Esta podría ser una idea aparentemente utópica, más no imposible. A pesar de ello es innegable que existe un trasfondo racial, ya que Latinoamérica no es la única en generar inmigración masiva a Estados Unidos. Inmigrantes sin documentos llegan de todos los continentes del globo, pero no se aprecia un tratamiento similar con relación al que se da a los latinoamericanos, que son los más discriminados.

Es una vergüenza que los funcionarios y empleados de los gobiernos latinoamericanos celebren la extensión del TPS, cuando no han sido capaces de lograr un funcionamiento normal al interior de sus países y de garantizar empleo y seguridad para sus conciudadanos. Tampoco es digno de aplauso el otro polo en que aún bajo circunstancias de desastre no se acceda a un beneficio como el TPS, como el caso de los ecuatorianos después del terremoto de abril del 2016.

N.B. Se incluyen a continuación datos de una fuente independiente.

//! Status command integration tests.

use predicates::prelude::*;

use super::common::{STAGE_DEV, TestEnv};

#[test]
fn status_with_empty_store() {
  let env = TestEnv::new();

  env
    .kgitops_cmd()
    .arg("status")
    .assert()
    .success()
    .stdout(predicate::str::contains("No repositories registered"));
}

#[test]
fn status_shows_never_synced_repository() {
  let env = TestEnv::new();
  let source = env.source_repo("source", &[(".keptn/dev.yaml", STAGE_DEV)]);
  env.register("shop", &source);

  env
    .kgitops_cmd()
    .arg("status")
    .assert()
    .success()
    .stderr(predicate::str::contains("never synced"))
    .stdout(predicate::str::contains("KeptnGitRepository: 1"));
}

#[test]
fn status_after_sync_shows_commit_and_counts() {
  let env = TestEnv::new();
  let source = env.source_repo("source", &[(".keptn/dev.yaml", STAGE_DEV)]);
  env.register("shop", &source);
  env.kgitops_cmd().args(["sync", "shop"]).assert().success();
  env.kgitops_cmd().args(["sync", "shop"]).assert().success();

  env
    .kgitops_cmd()
    .args(["status", "shop"])
    .assert()
    .success()
    .stdout(predicate::str::contains("Last commit"))
    .stdout(predicate::str::contains("KeptnStage: 1"));
}

#[test]
fn status_unknown_repository_fails() {
  let env = TestEnv::new();

  env
    .kgitops_cmd()
    .args(["status", "nope"])
    .assert()
    .failure()
    .stderr(predicate::str::contains("No repository named nope"));
}
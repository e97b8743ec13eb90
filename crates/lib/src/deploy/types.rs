use std::collections::BTreeMap;

use serde::{Deserialize, Serialize};

/// `<project>-<service>-<version>`
pub fn context_name(project: &str, service: &str, version: &str) -> String {
  format!("{project}-{service}-{version}")
}

#[derive(Debug, Clone, Default, PartialEq, Eq, Serialize, Deserialize)]
pub struct DeploymentContextSpec {
  pub project: String,
  pub service: String,
  pub version: String,
}

#[derive(Debug, Clone, Default, PartialEq, Eq, Serialize, Deserialize)]
#[serde(rename_all = "camelCase")]
pub struct DeploymentContextStatus {
  /// Stage name to the spec hash last triggered for it.
  #[serde(default, skip_serializing_if = "BTreeMap::is_empty")]
  pub last_applied_hash: BTreeMap<String, String>,
  #[serde(default)]
  pub keptn_context: String,
}

impl DeploymentContextStatus {
  /// Correlation id to chain the next trigger to, if one was minted.
  pub fn chained_context(&self) -> Option<&str> {
    Some(self.keptn_context.as_str()).filter(|c| !c.is_empty())
  }

  /// Drop stage hashes for stages not in `known`, keeping `current`.
  /// Returns the pruned stage names.
  pub fn prune_stages(&mut self, known: &[String], current: &str) -> Vec<String> {
    let stale: Vec<String> = self
      .last_applied_hash
      .keys()
      .filter(|stage| stage.as_str() != current && !known.contains(stage))
      .cloned()
      .collect();
    for stage in &stale {
      self.last_applied_hash.remove(stage);
    }
    stale
  }
}

#[derive(Debug, Clone, Default, PartialEq, Eq, Serialize, Deserialize)]
#[serde(rename_all = "camelCase")]
pub struct ServiceDeploymentStatus {
  #[serde(default)]
  pub keptn_context: String,
  #[serde(default)]
  pub last_applied_hash: String,
  #[serde(default)]
  pub update_pending: bool,
}
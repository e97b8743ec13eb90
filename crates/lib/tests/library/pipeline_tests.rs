//! End-to-end passes: git checkout, file store and HTTP control plane.

use mockito::Matcher;
use tempfile::TempDir;

use kgitops_lib::deploy::{DeploymentContextStatus, ServiceDeploymentStatus};
use kgitops_lib::driver::PassOutcome;
use kgitops_lib::resource::{Kind, ResourceStore};
use kgitops_lib::source::{GitRepositoryStatus, SyncResult};

use super::common::{Controller, PROJECT, SourceRepo, deployments, instance};

fn source_status(controller: &Controller) -> GitRepositoryStatus {
  controller
    .store
    .get(Kind::GitRepository, "shop")
    .unwrap()
    .unwrap()
    .status_as()
    .unwrap()
}

#[tokio::test]
async fn release_is_triggered_once_per_stage() {
  let mut server = mockito::Server::new_async().await;
  let events = server
    .mock("POST", "/v1/event")
    .match_header("x-token", "secret")
    .match_header("content-type", "application/cloudevents+json")
    .match_body(Matcher::PartialJson(serde_json::json!({
      "data": { "project": "shop", "service": "cart", "image": "cart:1.2.0" }
    })))
    .with_status(200)
    .with_body(r#"{"keptnContext":"ctx-42"}"#)
    .expect(2)
    .create_async()
    .await;

  let temp = TempDir::new().unwrap();
  let source = SourceRepo::init(&temp.path().join("source"));
  let commit = source.commit(&[
    (".keptn/instance.yaml", &instance(&server.url())),
    (".keptn/project.yaml", PROJECT),
    (".keptn/deployments.yaml", &deployments("1.2.0")),
  ]);
  let controller = Controller::new(temp);
  controller.register("shop", &source.path);

  let outcome = controller.settle("shop").await;
  let PassOutcome::Completed(report) = outcome else {
    panic!("expected completed, got {outcome:?}");
  };
  assert_eq!(report.commit, commit);
  assert_eq!(report.triggered.len(), 2);
  events.assert_async().await;

  let context: DeploymentContextStatus = controller
    .store
    .get(Kind::DeploymentContext, "shop-cart-1.2.0")
    .unwrap()
    .unwrap()
    .status_as()
    .unwrap();
  assert_eq!(context.keptn_context, "ctx-42");
  assert_eq!(
    context.last_applied_hash.keys().cloned().collect::<Vec<_>>(),
    vec!["dev".to_string(), "prod".to_string()]
  );

  let status = source_status(&controller);
  assert_eq!(status.last_commit.as_deref(), Some(commit.as_str()));
  assert_eq!(status.result, Some(SyncResult::Successful));

  let again = controller.reconciler.reconcile_source("shop").await.unwrap();
  assert_eq!(again, PassOutcome::Skipped { commit });
}

#[tokio::test]
async fn version_bump_starts_a_new_context() {
  let mut server = mockito::Server::new_async().await;
  let events = server
    .mock("POST", "/v1/event")
    .with_status(200)
    .with_body(r#"{"keptnContext":"ctx-1"}"#)
    .expect(4)
    .create_async()
    .await;

  let temp = TempDir::new().unwrap();
  let source = SourceRepo::init(&temp.path().join("source"));
  source.commit(&[
    (".keptn/instance.yaml", &instance(&server.url())),
    (".keptn/project.yaml", PROJECT),
    (".keptn/deployments.yaml", &deployments("1.2.0")),
  ]);
  let controller = Controller::new(temp);
  controller.register("shop", &source.path);
  assert!(matches!(controller.settle("shop").await, PassOutcome::Completed(_)));

  source.commit(&[(".keptn/deployments.yaml", &deployments("1.3.0"))]);
  let outcome = controller.settle("shop").await;
  assert!(matches!(outcome, PassOutcome::Completed(_)));
  events.assert_async().await;

  assert!(
    controller
      .store
      .get(Kind::DeploymentContext, "shop-cart-1.3.0")
      .unwrap()
      .is_some()
  );
  let dev: ServiceDeploymentStatus = controller
    .store
    .get(Kind::ServiceDeployment, "shop-cart-dev")
    .unwrap()
    .unwrap()
    .status_as()
    .unwrap();
  assert!(!dev.update_pending);
  assert_eq!(dev.keptn_context, "ctx-1");
}

#[tokio::test]
async fn unreachable_control_plane_fails_the_pass() {
  let temp = TempDir::new().unwrap();
  let source = SourceRepo::init(&temp.path().join("source"));
  source.commit(&[
    (".keptn/instance.yaml", &instance("http://127.0.0.1:9")),
    (".keptn/project.yaml", PROJECT),
    (".keptn/deployments.yaml", &deployments("1.2.0")),
  ]);
  let controller = Controller::new(temp);
  controller.register("shop", &source.path);

  let mut last = None;
  for _ in 0..20 {
    match controller.reconciler.reconcile_source("shop").await {
      Ok(PassOutcome::Requeue { .. }) => continue,
      other => {
        last = Some(other);
        break;
      }
    }
  }

  let err = last.unwrap().unwrap_err();
  assert!(err.is_transient());
  let status = source_status(&controller);
  assert_eq!(status.result, Some(SyncResult::Failed));
  assert!(status.last_commit.is_none());
  assert!(controller.recorder.reasons().contains(&"SyncFailed".to_string()));
}

#[tokio::test]
async fn invalid_documents_are_skipped_not_fatal() {
  let temp = TempDir::new().unwrap();
  let source = SourceRepo::init(&temp.path().join("source"));
  source.commit(&[
    (".keptn/stage.yaml", "kind: KeptnStage\nmetadata:\n  name: dev\nspec:\n  project: shop\n"),
    (".keptn/broken.yaml", "kind: KeptnStage\nspec: [unterminated\n"),
    (".keptn/README.md", "not a manifest"),
  ]);
  let controller = Controller::new(temp);
  controller.register("shop", &source.path);

  let PassOutcome::Completed(report) = controller.settle("shop").await else {
    panic!("expected completed");
  };
  assert_eq!(report.documents, 1);
  assert_eq!(report.skipped_documents, 1);
  assert_eq!(controller.store.list(Kind::Stage).unwrap().len(), 1);
}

Lo único digno de celebrarse será la conquista en el Congreso de los Estados Unidos, de una reforma migratoria integral, con camino a la ciudadanía y no los alivios temporales que resultan en un buen negocio para las agencias de gobierno, los abogados y los oportunistas.

Las innumerables organizaciones y agrupaciones pro inmigrantes tampoco están interesadas en un beneficio definitivo para quienes dicen defender, ya que ello representara la terminación de sus trabajos y los fondos obtenidos para ejecutarlos.

Importante es preguntarse, de dónde sale el dinero que financia a todas esas agrupaciones, quiénes son sus funcionarios? En Nueva York lo que se ha visto es que los partidos políticos trabajan con agrupaciones de base, o como dicen “agrupaciones comunitarias”, para promover sus campañas electorales y en retribución, cuando ganan, les asignan fondos para que trabajen por la comunidad.

Muchos de los asistentes y miembros del staff de los políticos electos han sido parte de esas agrupaciones comunitarias, entonces se ha convertido en un circulo que se auto-alimenta en función del principio de reciprocidad, pero en el cual los inmigrantes realmente constituyen un cero a la izquierda.